All of these are a few years old. Like a fine wine analogy that I could insert here, it probably takes a while for a chart to come up again and again in conversation and when looking for examples to realize how good it is.
Scatterplot
My favorite scatterplot, and perhaps my favorite chart ever, is Why Is Her Paycheck Smaller? by Hannah Fairfield and Graham Roberts. It shows men’s versus women’s weekly earnings, with men on the horizontal axis and women on the vertical. A heavy black diagonal line shows equal wages, three additional lines show where women make 10%, 20%, and 30% less. Any point to the bottom right of the line means that women make less money than men.
The diagonal lines are a stroke of genius (pun fully intended). When you see a line in a scatterplot, it’s usually a regression line that models the data; i.e., a line that follows the points. But such a line only helps reinforce the difficulty of judging the differences between the two axes, which is something we’re not good at, and which is not typically something you do in a scatterplot anyway.
But the diagonal line, as simple as it is, makes it not just possible, but effortless. It’s such a simple device and yet so clear and effective. All the points on the line indicate occupations where men and women make the same amount of money. To the top left of the line is the area where women make more money than men, and to the bottom right where women make less.

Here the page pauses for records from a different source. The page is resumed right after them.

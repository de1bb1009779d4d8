//! Evaluate command implementation

use super::output::{Tabular, TextTable};
use anyhow::{Context, Result};
use ssemr_reports_eval::{DefinitionId, EvaluatedPersonData, EvaluationContext, PersonDataDefinition, PersonDataService};
use std::sync::Arc;
use tracing::info;

/// Find a definition by id, or by name ignoring case
pub fn find_definition(service: &PersonDataService, key: &str) -> Result<Arc<PersonDataDefinition>> {
    let library = service.definitions();
    if let Ok(definition) = library.get(&DefinitionId::new(key)) {
        return Ok(definition);
    }
    library
        .iter()
        .find(|d| d.name.eq_ignore_ascii_case(key))
        .cloned()
        .with_context(|| format!("Unknown definition: {key}"))
}

/// Evaluate one definition for the context's period and cohort
pub fn evaluate(service: &PersonDataService, key: &str, ctx: &EvaluationContext) -> Result<Arc<EvaluatedPersonData>> {
    let definition = find_definition(service, key)?;
    let result = service
        .evaluate(&definition, ctx)
        .with_context(|| format!("Failed to evaluate {}", definition.name))?;
    info!(definition = %definition.id, persons = result.len(), "evaluation finished");
    Ok(result)
}

impl Tabular for EvaluatedPersonData {
    fn tables(&self) -> Vec<TextTable> {
        let mut table = TextTable::new(
            format!("{} ({})", self.definition, self.period),
            vec!["Person".to_string(), "Value".to_string()],
        );
        table.rows = self
            .iter()
            .map(|(person, value)| vec![person.to_string(), value.to_string()])
            .collect();
        vec![table]
    }
}
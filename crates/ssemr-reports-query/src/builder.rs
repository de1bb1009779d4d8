//! Query builder

use crate::scanner::{segments, Segment};
use crate::{BindingError, BoundValue, Parameter, ParameterType};
use indexmap::IndexMap;
use std::fmt;

/// Report start date parameter name
pub const START_DATE: &str = "startDate";
/// Report end date parameter name
pub const END_DATE: &str = "endDate";
/// Optional person cohort parameter name
pub const COHORT: &str = "cohort";

/// Accumulates query text and named, typed parameters.
#[derive(Debug, Clone, Default)]
pub struct QueryBuilder {
    text: String,
    parameters: IndexMap<String, Parameter>,
    expected: IndexMap<String, ParameterType>,
}

impl QueryBuilder {
    /// Create an empty builder with no declared placeholders
    pub fn new() -> Self {
        Self::default()
    }

    /// Create a builder with the report parameters pre-declared:
    /// `startDate` and `endDate` as dates, `cohort` as a set of person ids.
    pub fn with_standard_parameters() -> Self {
        let mut builder = Self::new();
        builder
            .expect(START_DATE, ParameterType::Date)
            .expect(END_DATE, ParameterType::Date)
            .expect(COHORT, ParameterType::IntegerSet);
        builder
    }

    /// Append a trusted literal fragment
    pub fn append(&mut self, fragment: impl AsRef<str>) -> &mut Self {
        self.text.push_str(fragment.as_ref());
        self
    }

    /// Bind a value to a named placeholder, replacing any earlier binding
    pub fn bind(&mut self, name: impl Into<String>, value: impl Into<Parameter>) -> &mut Self {
        self.parameters.insert(name.into(), value.into());
        self
    }

    /// Declare the type a placeholder must be bound with
    pub fn expect(&mut self, name: impl Into<String>, parameter_type: ParameterType) -> &mut Self {
        self.expected.insert(name.into(), parameter_type);
        self
    }

    /// The accumulated template text
    pub fn text(&self) -> &str {
        &self.text
    }

    /// Get a bound parameter
    pub fn parameter(&self, name: &str) -> Option<&Parameter> {
        self.parameters.get(name)
    }

    /// Check whether the template references a placeholder
    pub fn references(&self, name: &str) -> bool {
        segments(&self.text)
            .iter()
            .any(|s| matches!(s, Segment::Placeholder(p) if *p == name))
    }

    /// Render positional SQL.
    ///
    /// Each distinct placeholder gets stable `?N` indices on first use, so a
    /// parameter referenced twice is bound once. Sets expand to one index per
    /// element; an empty set renders as `NULL`. Parameters that are bound but
    /// never referenced are ignored.
    pub fn render(&self) -> Result<RenderedQuery, BindingError> {
        let mut sql = String::with_capacity(self.text.len());
        let mut values: Vec<BoundValue> = Vec::new();
        let mut assigned: IndexMap<&str, String> = IndexMap::new();

        for segment in segments(&self.text) {
            match segment {
                Segment::Text(text) => sql.push_str(text),
                Segment::Placeholder(name) => {
                    if let Some(rendered) = assigned.get(name) {
                        sql.push_str(rendered);
                        continue;
                    }
                    let parameter = self.checked_parameter(name)?;
                    let rendered = push_values(parameter, &mut values);
                    sql.push_str(&rendered);
                    assigned.insert(name, rendered);
                }
            }
        }

        Ok(RenderedQuery { sql, values })
    }

    fn checked_parameter(&self, name: &str) -> Result<&Parameter, BindingError> {
        let parameter = self
            .parameters
            .get(name)
            .ok_or_else(|| BindingError::unbound(name))?;
        if let Some(expected) = self.expected.get(name) {
            let found = parameter.parameter_type();
            if *expected != found {
                return Err(BindingError::type_mismatch(name, *expected, found));
            }
        }
        Ok(parameter)
    }
}

fn push_values(parameter: &Parameter, values: &mut Vec<BoundValue>) -> String {
    let mut next = |value: BoundValue| {
        values.push(value);
        format!("?{}", values.len())
    };
    match parameter {
        Parameter::Date(d) => next(BoundValue::Date(*d)),
        Parameter::Integer(i) => next(BoundValue::Integer(*i)),
        Parameter::String(s) => next(BoundValue::String(s.clone())),
        Parameter::IntegerSet(set) if set.is_empty() => "NULL".to_string(),
        Parameter::IntegerSet(set) => set
            .iter()
            .map(|i| next(BoundValue::Integer(*i)))
            .collect::<Vec<_>>()
            .join(", "),
    }
}

/// Query text with positional placeholders and the values to bind to them
#[derive(Debug, Clone, PartialEq, Eq)]
pub struct RenderedQuery {
    pub sql: String,
    /// `values[0]` binds `?1`
    pub values: Vec<BoundValue>,
}

impl RenderedQuery {
    /// A query with no parameters
    pub fn literal(sql: impl Into<String>) -> Self {
        Self {
            sql: sql.into(),
            values: Vec::new(),
        }
    }
}

impl fmt::Display for RenderedQuery {
    fn fmt(&self, f: &mut fmt::Formatter<'_>) -> fmt::Result {
        write!(f, "{}", self.sql)?;
        if !self.values.is_empty() {
            let values: Vec<String> = self.values.iter().map(ToString::to_string).collect();
            write!(f, " [{}]", values.join(", "))?;
        }
        Ok(())
    }
}
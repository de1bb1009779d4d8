//! Named definitions available to reports

use crate::error::{EvalError, EvalResult};
use crate::{vl, DefinitionId, PersonDataDefinition};
use indexmap::IndexMap;
use std::sync::Arc;

/// Definitions by id, iterated in registration order
#[derive(Debug, Clone, Default)]
pub struct DefinitionLibrary {
    definitions: IndexMap<DefinitionId, Arc<PersonDataDefinition>>,
}

impl DefinitionLibrary {
    pub fn new() -> Self {
        Self::default()
    }

    /// Library holding the built-in viral load definitions
    pub fn with_standard_definitions() -> Self {
        let mut library = Self::new();
        for definition in vl::standard_definitions() {
            // Built-in ids are distinct
            let _ = library.register(definition);
        }
        library
    }

    /// Add a definition; an id can only be registered once
    pub fn register(&mut self, definition: PersonDataDefinition) -> EvalResult<Arc<PersonDataDefinition>> {
        if self.definitions.contains_key(&definition.id) {
            return Err(EvalError::DuplicateDefinition { id: definition.id });
        }
        let definition = Arc::new(definition);
        self.definitions.insert(definition.id.clone(), definition.clone());
        Ok(definition)
    }

    pub fn get(&self, id: &DefinitionId) -> EvalResult<Arc<PersonDataDefinition>> {
        self.definitions
            .get(id)
            .cloned()
            .ok_or_else(|| EvalError::UnknownDefinition { id: id.clone() })
    }

    pub fn contains(&self, id: &DefinitionId) -> bool {
        self.definitions.contains_key(id)
    }

    pub fn len(&self) -> usize {
        self.definitions.len()
    }

    pub fn is_empty(&self) -> bool {
        self.definitions.is_empty()
    }

    pub fn iter(&self) -> impl Iterator<Item = &Arc<PersonDataDefinition>> {
        self.definitions.values()
    }
}

#[cfg(test)]
mod tests {
    use super::*;

    #[test]
    fn test_standard_library_order() {
        let library = DefinitionLibrary::with_standard_definitions();
        let ids: Vec<&str> = library.iter().map(|d| d.id.as_str()).collect();
        assert_eq!(ids, vec!["date_vl_sample_received", "repeat_vl_result"]);
    }

    #[test]
    fn test_duplicate_id_rejected() {
        let mut library = DefinitionLibrary::with_standard_definitions();
        let err = library.register(vl::repeat_vl_result()).unwrap_err();
        assert!(matches!(err, EvalError::DuplicateDefinition { ref id } if id.as_str() == "repeat_vl_result"));
        assert_eq!(library.len(), 2);
    }

    #[test]
    fn test_unknown_id() {
        let library = DefinitionLibrary::new();
        assert!(matches!(
            library.get(&"missing".into()),
            Err(EvalError::UnknownDefinition { .. })
        ));
    }
}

The additional lines show 10%, 20%, and 30% less for women. If it’s hard to tell if a point is lying on the main diagonal of a scatterplot, it becomes impossible to guess the percentage it is off. The additional lines make it possible to guesstimate that number to within a few percent. That is a remarkable level of precision, and it is achieved with three simple lines.
There is some interactivity: mousing over points brings up a tooltip that shows the occupation the point represents and how much more one gender makes than the other. Filters in the top left corner let you focus on just a small number of occupations, which include annotations for a few select jobs.
But the key element is the inclusion of the reference lines that help people make sense of the scatterplot and read it with a high level of precision. Simple but effective, and powerful.
Line Chart
My favorite line chart is The Jobless Rate for People Like You by Shan Carter, Amanda Cox, and Kevin Quealy. This chart is somewhat ancient, having been created in Flash and showing unemployment data from January 2007 to September 2009. But its brilliant design and interaction make it timeless.
It’s a line chart, but with a twist. The first thing you see is the heavy blue line, showing the overall unemployment rate. But there are more lines in the background, what are those? So you mouse over and they respond: they light up and there’s a tooltip telling you what they represent. Each is the unemployment rate for a subset of the population, defined as the combination of race, gender, age group, and education. How are hispanic men over 45 with only a high school diploma doing compared to the overall rate? What about black women 15–24? Or white college grads of any age and gender?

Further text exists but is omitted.